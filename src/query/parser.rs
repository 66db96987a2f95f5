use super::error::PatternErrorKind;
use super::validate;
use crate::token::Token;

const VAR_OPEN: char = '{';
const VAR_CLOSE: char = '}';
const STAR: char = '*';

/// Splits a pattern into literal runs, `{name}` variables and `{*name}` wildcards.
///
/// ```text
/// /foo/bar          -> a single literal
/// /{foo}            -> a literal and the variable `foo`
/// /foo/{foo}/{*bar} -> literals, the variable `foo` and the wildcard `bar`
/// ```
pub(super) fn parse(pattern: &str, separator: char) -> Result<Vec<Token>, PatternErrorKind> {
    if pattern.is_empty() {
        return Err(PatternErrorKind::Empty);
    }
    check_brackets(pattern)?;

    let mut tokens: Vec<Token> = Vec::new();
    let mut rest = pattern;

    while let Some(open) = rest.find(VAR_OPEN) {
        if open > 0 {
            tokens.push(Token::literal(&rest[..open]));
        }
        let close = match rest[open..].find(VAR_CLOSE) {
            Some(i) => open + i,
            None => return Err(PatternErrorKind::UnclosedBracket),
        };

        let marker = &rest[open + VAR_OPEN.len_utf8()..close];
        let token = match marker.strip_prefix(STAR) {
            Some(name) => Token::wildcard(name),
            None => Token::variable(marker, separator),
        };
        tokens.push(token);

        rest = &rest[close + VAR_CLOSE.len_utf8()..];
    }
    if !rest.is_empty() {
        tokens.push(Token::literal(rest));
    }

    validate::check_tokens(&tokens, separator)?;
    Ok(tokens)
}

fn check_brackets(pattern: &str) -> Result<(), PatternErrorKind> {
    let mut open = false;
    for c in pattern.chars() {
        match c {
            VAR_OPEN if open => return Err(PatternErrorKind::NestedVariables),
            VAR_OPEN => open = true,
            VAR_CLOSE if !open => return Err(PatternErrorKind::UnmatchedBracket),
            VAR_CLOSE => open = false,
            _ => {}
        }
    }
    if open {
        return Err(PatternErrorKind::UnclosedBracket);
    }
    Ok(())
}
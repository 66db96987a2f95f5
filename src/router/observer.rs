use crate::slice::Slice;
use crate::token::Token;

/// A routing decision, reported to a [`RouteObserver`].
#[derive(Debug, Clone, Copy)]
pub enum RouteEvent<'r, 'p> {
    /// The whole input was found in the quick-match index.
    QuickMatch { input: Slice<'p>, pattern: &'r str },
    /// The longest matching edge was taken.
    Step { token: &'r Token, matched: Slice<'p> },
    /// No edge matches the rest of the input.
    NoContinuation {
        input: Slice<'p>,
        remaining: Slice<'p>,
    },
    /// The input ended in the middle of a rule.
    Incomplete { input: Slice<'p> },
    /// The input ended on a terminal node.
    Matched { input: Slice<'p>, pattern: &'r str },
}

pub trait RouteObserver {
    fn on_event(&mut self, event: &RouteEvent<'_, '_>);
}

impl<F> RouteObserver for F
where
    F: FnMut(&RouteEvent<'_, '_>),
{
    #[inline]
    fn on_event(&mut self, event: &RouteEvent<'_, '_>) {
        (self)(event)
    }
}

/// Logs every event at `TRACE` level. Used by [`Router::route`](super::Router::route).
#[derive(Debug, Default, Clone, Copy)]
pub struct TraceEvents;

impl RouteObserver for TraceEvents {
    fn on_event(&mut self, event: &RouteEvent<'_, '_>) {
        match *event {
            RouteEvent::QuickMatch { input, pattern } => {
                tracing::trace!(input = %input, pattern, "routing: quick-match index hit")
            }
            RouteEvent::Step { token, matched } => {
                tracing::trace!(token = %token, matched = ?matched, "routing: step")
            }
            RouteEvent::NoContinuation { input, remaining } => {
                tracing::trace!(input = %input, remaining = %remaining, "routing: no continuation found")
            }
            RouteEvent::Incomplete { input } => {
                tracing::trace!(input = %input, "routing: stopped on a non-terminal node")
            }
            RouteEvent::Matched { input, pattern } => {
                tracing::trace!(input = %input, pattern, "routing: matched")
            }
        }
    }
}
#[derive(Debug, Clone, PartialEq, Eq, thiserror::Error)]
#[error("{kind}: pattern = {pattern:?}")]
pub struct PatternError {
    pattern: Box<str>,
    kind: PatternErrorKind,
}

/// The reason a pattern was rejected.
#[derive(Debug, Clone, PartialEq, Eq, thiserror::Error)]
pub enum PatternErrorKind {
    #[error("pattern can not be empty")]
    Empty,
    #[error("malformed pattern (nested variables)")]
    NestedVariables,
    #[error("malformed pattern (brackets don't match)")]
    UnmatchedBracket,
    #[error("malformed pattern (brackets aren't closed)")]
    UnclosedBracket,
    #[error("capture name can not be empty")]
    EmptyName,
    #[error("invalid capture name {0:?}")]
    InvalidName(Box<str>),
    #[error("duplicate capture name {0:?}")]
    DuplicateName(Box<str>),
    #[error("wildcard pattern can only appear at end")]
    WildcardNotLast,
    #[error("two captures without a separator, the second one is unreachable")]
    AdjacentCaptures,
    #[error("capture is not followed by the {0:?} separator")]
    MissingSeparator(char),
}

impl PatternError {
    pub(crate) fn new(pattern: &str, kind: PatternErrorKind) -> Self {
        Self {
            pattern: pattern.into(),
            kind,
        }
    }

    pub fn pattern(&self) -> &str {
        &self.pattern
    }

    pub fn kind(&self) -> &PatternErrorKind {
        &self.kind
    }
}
—————
● TASK STATEMENT: Output all of the records, keeping every word exact.

● SOLUTION BELOW:
filename src/query/parser.rs
repository 66db96987a2f95f5
use super::error::PatternErrorKind;
use super::validate;
use crate::token::Token;

const VAR_OPEN: char = '{';
const VAR_CLOSE: char = '}';
const STAR: char = '*';

/// Splits a pattern into literal runs, `{name}` variables and `{*name}` wildcards.
///
/// ```text
/// /foo/bar          -> a single literal
/// /{foo}            -> a literal and the variable `foo`
/// /foo/{foo}/{*bar} -> literals, the variable `foo` and the wildcard `bar`
/// ```
pub(super) fn parse(pattern: &str, separator: char) -> Result<Vec<Token>, PatternErrorKind> {
    if pattern.is_empty() {
        return Err(PatternErrorKind::Empty);
    }
    check_brackets(pattern)?;

    let mut tokens: Vec<Token> = Vec::new();
    let mut rest = pattern;

    while let Some(open) = rest.find(VAR_OPEN) {
        if open > 0 {
            tokens.push(Token::literal(&rest[..open]));
        }
        let close = match rest[open..].find(VAR_CLOSE) {
            Some(i) => open + i,
            None => return Err(PatternErrorKind::UnclosedBracket),
        };

        let marker = &rest[open + VAR_OPEN.len_utf8()..close];
        let token = match marker.strip_prefix(STAR) {
            Some(name) => Token::wildcard(name),
            None => Token::variable(marker, separator),
        };
        tokens.push(token);

        rest = &rest[close + VAR_CLOSE.len_utf8()..];
    }
    if !rest.is_empty() {
        tokens.push(Token::literal(rest));
    }

    validate::check_tokens(&tokens, separator)?;
    Ok(tokens)
}

fn check_brackets(pattern: &str) -> Result<(), PatternErrorKind> {
    let mut open = false;
    for c in pattern.chars() {
        match c {
            VAR_OPEN if open => return Err(PatternErrorKind::NestedVariables),
            VAR_OPEN => open = true,
            VAR_CLOSE if !open => return Err(PatternErrorKind::UnmatchedBracket),
            VAR_CLOSE => open = false,
            _ => {}
        }
    }
    if open {
        return Err(PatternErrorKind::UnclosedBracket);
    }
    Ok(())
}
repository 66db96987a2f95f5
filename src/router/observer.rs
use crate::slice::Slice;
use crate::token::Token;

/// A routing decision, reported to a [`RouteObserver`].
#[derive(Debug, Clone, Copy)]
pub enum RouteEvent<'r, 'p> {
    /// The whole input was found in the quick-match index.
    QuickMatch { input: Slice<'p>, pattern: &'r str },
    /// The longest matching edge was taken.
    Step { token: &'r Token, matched: Slice<'p> },
    /// No edge matches the rest of the input.
    NoContinuation {
        input: Slice<'p>,
        remaining: Slice<'p>,
    },
    /// The input ended in the middle of a rule.
    Incomplete { input: Slice<'p> },
    /// The input ended on a terminal node.
    Matched { input: Slice<'p>, pattern: &'r str },
}

pub trait RouteObserver {
    fn on_event(&mut self, event: &RouteEvent<'_, '_>);
}

impl<F> RouteObserver for F
where
    F: FnMut(&RouteEvent<'_, '_>),
{
    #[inline]
    fn on_event(&mut self, event: &RouteEvent<'_, '_>) {
        (self)(event)
    }
}

/// Logs every event at `TRACE` level. Used by [`Router::route`](super::Router::route).
#[derive(Debug, Default, Clone, Copy)]
pub struct TraceEvents;

impl RouteObserver for TraceEvents {
    fn on_event(&mut self, event: &RouteEvent<'_, '_>) {
        match *event {
            RouteEvent::QuickMatch { input, pattern } => {
                tracing::trace!(input = %input, pattern, "routing: quick-match index hit")
            }
            RouteEvent::Step { token, matched } => {
                tracing::trace!(token = %token, matched = ?matched, "routing: step")
            }
            RouteEvent::NoContinuation { input, remaining } => {
                tracing::trace!(input = %input, remaining = %remaining, "routing: no continuation found")
            }
            RouteEvent::Incomplete { input } => {
                tracing::trace!(input = %input, "routing: stopped on a non-terminal node")
            }
            RouteEvent::Matched { input, pattern } => {
                tracing::trace!(input = %input, pattern, "routing: matched")
            }
        }
    }
}
#[derive(Debug, Clone, PartialEq, Eq, thiserror::Error)]
#[error("{kind}: pattern = {pattern:?}")]
pub struct PatternError {
    pattern: Box<str>,
    kind: PatternErrorKind,
}

/// The reason a pattern was rejected.
#[derive(Debug, Clone, PartialEq, Eq, thiserror::Error)]
pub enum PatternErrorKind {
    #[error("pattern can not be empty")]
    Empty,
    #[error("malformed pattern (nested variables)")]
    NestedVariables,
    #[error("malformed pattern (brackets don't match)")]
    UnmatchedBracket,
    #[error("malformed pattern (brackets aren't closed)")]
    UnclosedBracket,
    #[error("capture name can not be empty")]
    EmptyName,
    #[error("invalid capture name {0:?}")]
    InvalidName(Box<str>),
    #[error("duplicate capture name {0:?}")]
    DuplicateName(Box<str>),
    #[error("wildcard pattern can only appear at end")]
    WildcardNotLast,
    #[error("two captures without a separator, the second one is unreachable")]
    AdjacentCaptures,
    #[error("capture is not followed by the {0:?} separator")]
    MissingSeparator(char),
}

impl PatternError {
    pub(crate) fn new(pattern: &str, kind: PatternErrorKind) -> Self {
        Self {
            pattern: pattern.into(),
            kind,
        }
    }

    pub fn pattern(&self) -> &str {
        &self.pattern
    }

    pub fn kind(&self) -> &PatternErrorKind {
        &self.kind
    }
}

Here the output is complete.